- Born: Nigeria
- Occupations: Playwright, Dramatist
- Writing career
- Language: English
- Genre: Drama
- Notable works: The Rebellion of the Bumpy-Chested; The Missing Face

= Stella Oyedepo =

Nigerian playwright (1949–2019)

Stella Moroundia Morounmubo Oyedepo (sometimes Stella Dia Oyedepo; 7 May 1949 – 22 April 2019) was a Nigerian playwright. Until her death, 22 April 2019, she was the General Manager / CEO of the National Theatre, Iganmu, Lagos.

==Biography==
Oyedepo's origins are from Ondo State. She trained as a linguist, and for some time in the 1980s, she served as Senior Principal Lecturer at the Kwara State College for Education in Ilorin. She has also served as director of the Kwara State Council for Arts and Culture. Many of her plays were commissioned for specific occasions.She was survived by her husband Dr.
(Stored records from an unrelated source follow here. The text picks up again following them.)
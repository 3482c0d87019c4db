//! Point-in-time snapshots of marketplace state.
//!
//! A [`MarketState`] captures every record the marketplace owns, but not the
//! host ledger, the configuration or the event sink. Restoring checks that
//! the escrow entries agree with the job records before accepting the state.

use encode_ledger::{Amount, Ledger};
use serde::{Deserialize, Serialize};

use crate::config::MarketConfig;
use crate::error::{MarketError, Result};
use crate::escrow::{EscrowEntry, EscrowLedger, EscrowState};
use crate::events::{EventSink, NoopEventSink};
use crate::job::{Job, JobRegistry, JobStatus};
use crate::marketplace::Marketplace;
use crate::proposal::{Proposal, ProposalRegistry, ProposalStatus};

/// Serializable marketplace records.
#[derive(Debug, Clone, PartialEq, Eq, Serialize, Deserialize)]
pub struct MarketState {
    /// Every job, in id order.
    pub jobs: Vec<Job>,
    /// Every proposal, ordered by job then sequence.
    pub proposals: Vec<Proposal>,
    /// Every escrow entry, in job order.
    pub escrow: Vec<EscrowEntry>,
    /// Id the next created job receives.
    pub next_job_id: u64,
}

impl MarketState {
    /// Serializes the state to pretty-printed JSON.
    ///
    /// # Errors
    ///
    /// Returns an error if serialization fails.
    pub fn to_json(&self) -> std::result::Result<String, serde_json::Error> {
        serde_json::to_string_pretty(self)
    }

    /// Parses state from JSON.
    ///
    /// # Errors
    ///
    /// Returns an error if the JSON does not describe a `MarketState`.
    pub fn from_json(json: &str) -> std::result::Result<Self, serde_json::Error> {
        serde_json::from_str(json)
    }
}

/// Checks one job against its escrow entry and proposals.
fn check_job(job: &Job, escrow: &EscrowLedger, proposals: &ProposalRegistry) -> Result<()> {
    let corrupt = |what: &str| MarketError::CorruptState(format!("job {}: {what}", job.id));

    if escrow.held(job.id) != job.escrowed {
        return Err(corrupt("escrowed amount disagrees with escrow ledger"));
    }

    let held = !job.escrowed.is_zero();
    if held != (job.status == JobStatus::ProposalAccepted) {
        return Err(corrupt("funds held outside the accepted state"));
    }

    let accepted: Vec<&Proposal> = proposals
        .for_job(job.id)
        .filter(|p| p.status == ProposalStatus::Accepted)
        .collect();
    match (job.accepted_proposal, accepted.as_slice()) {
        (None, []) => {}
        (Some(id), [only]) if only.id == id => {
            if job.status == JobStatus::ProposalAccepted && only.bid != job.escrowed {
                return Err(corrupt("escrowed amount differs from the accepted bid"));
            }
        }
        _ => return Err(corrupt("accepted proposal does not match proposal records")),
    }

    if job.status != JobStatus::Open && proposals.pending_for_job(job.id).next().is_some() {
        return Err(corrupt("pending proposals on a closed job"));
    }

    let count = proposals.for_job(job.id).count();
    if u64::try_from(count).map_or(true, |count| count > job.proposal_count) {
        return Err(corrupt("more proposals than the proposal counter allows"));
    }

    Ok(())
}

impl<L> Marketplace<L> {
    /// Captures every job, proposal and escrow record.
    #[must_use]
    pub fn snapshot(&self) -> MarketState {
        MarketState {
            jobs: self.jobs.iter().cloned().collect(),
            proposals: self.proposals.iter().cloned().collect(),
            escrow: self.escrow.iter().cloned().collect(),
            next_job_id: self.jobs.next_id().get(),
        }
    }
}

impl<L: Ledger> Marketplace<L> {
    /// Rebuilds a marketplace from a snapshot.
    ///
    /// The host ledger is taken as given; the custody balance is expected to
    /// match the total escrowed in `state`.
    ///
    /// # Errors
    ///
    /// Returns [`MarketError::CorruptState`] if the records are inconsistent
    /// with each other or with the custody balance, and
    /// [`MarketError::InvalidParameter`] if the configuration is invalid.
    pub fn restore(
        state: MarketState,
        config: MarketConfig,
        ledger: L,
        sink: impl EventSink + 'static,
    ) -> Result<Self> {
        config
            .validate()
            .map_err(|e| MarketError::invalid_parameter("config", e.to_string()))?;

        let jobs = JobRegistry::from_parts(state.jobs, state.next_job_id)?;
        let proposals = ProposalRegistry::from_parts(state.proposals)?;
        let escrow = EscrowLedger::from_parts(config.custody_account.clone(), state.escrow)?;

        for job in jobs.iter() {
            check_job(job, &escrow, &proposals)?;
        }
        for entry in escrow.iter() {
            let job = jobs.get(entry.job_id).map_err(|_| {
                MarketError::CorruptState(format!("escrow entry for unknown job {}", entry.job_id))
            })?;
            let expected = match job.status {
                JobStatus::ProposalAccepted => Some(EscrowState::Funded),
                JobStatus::Completed => Some(EscrowState::Released),
                JobStatus::Cancelled => Some(EscrowState::Refunded),
                JobStatus::Open | JobStatus::Expired => None,
            };
            if expected != Some(entry.state) {
                return Err(MarketError::CorruptState(format!(
                    "escrow for job {} is {} while the job is {}",
                    job.id, entry.state, job.status
                )));
            }
        }
        if proposals.iter().any(|p| jobs.get(p.job_id).is_err()) {
            return Err(MarketError::CorruptState(
                "proposal references an unknown job".to_string(),
            ));
        }

        let custody = ledger.balance(&config.custody_account);
        let total: Amount = escrow.total_held();
        if custody < total {
            return Err(MarketError::CorruptState(format!(
                "custody balance {custody} cannot cover {total} held in escrow"
            )));
        }

        Ok(Self {
            config,
            jobs,
            proposals,
            escrow,
            ledger,
            events: Box::new(sink),
        })
    }

    /// Rebuilds a marketplace from a snapshot with events discarded.
    ///
    /// # Errors
    ///
    /// See [`restore`](Self::restore).
    pub fn restore_silent(state: MarketState, config: MarketConfig, ledger: L) -> Result<Self> {
        Self::restore(state, config, ledger, NoopEventSink)
    }
}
Hezekiah Bamidele Oyedepo, four children and eleven grandchildren.

== Career ==
Oyedepo has written over 300 plays over the course of her career; of these, only around 30 have been published. She takes her subject daily life, problems and her work. She often, addresses such themes as marriage, corruption, politics, and family life. A typical example is her 1988 play “The Greatest Gift”, which contrasts the life of a family destroyed by the father's drunkenness with the life of a successful family. Her 2001 play titled, “Brain Has No Gender” was written for the Kwara State Ministry of Education for Women-in-Science Programme. Her first play, titled, “Our Wife is Not a Woman” was written in 1979.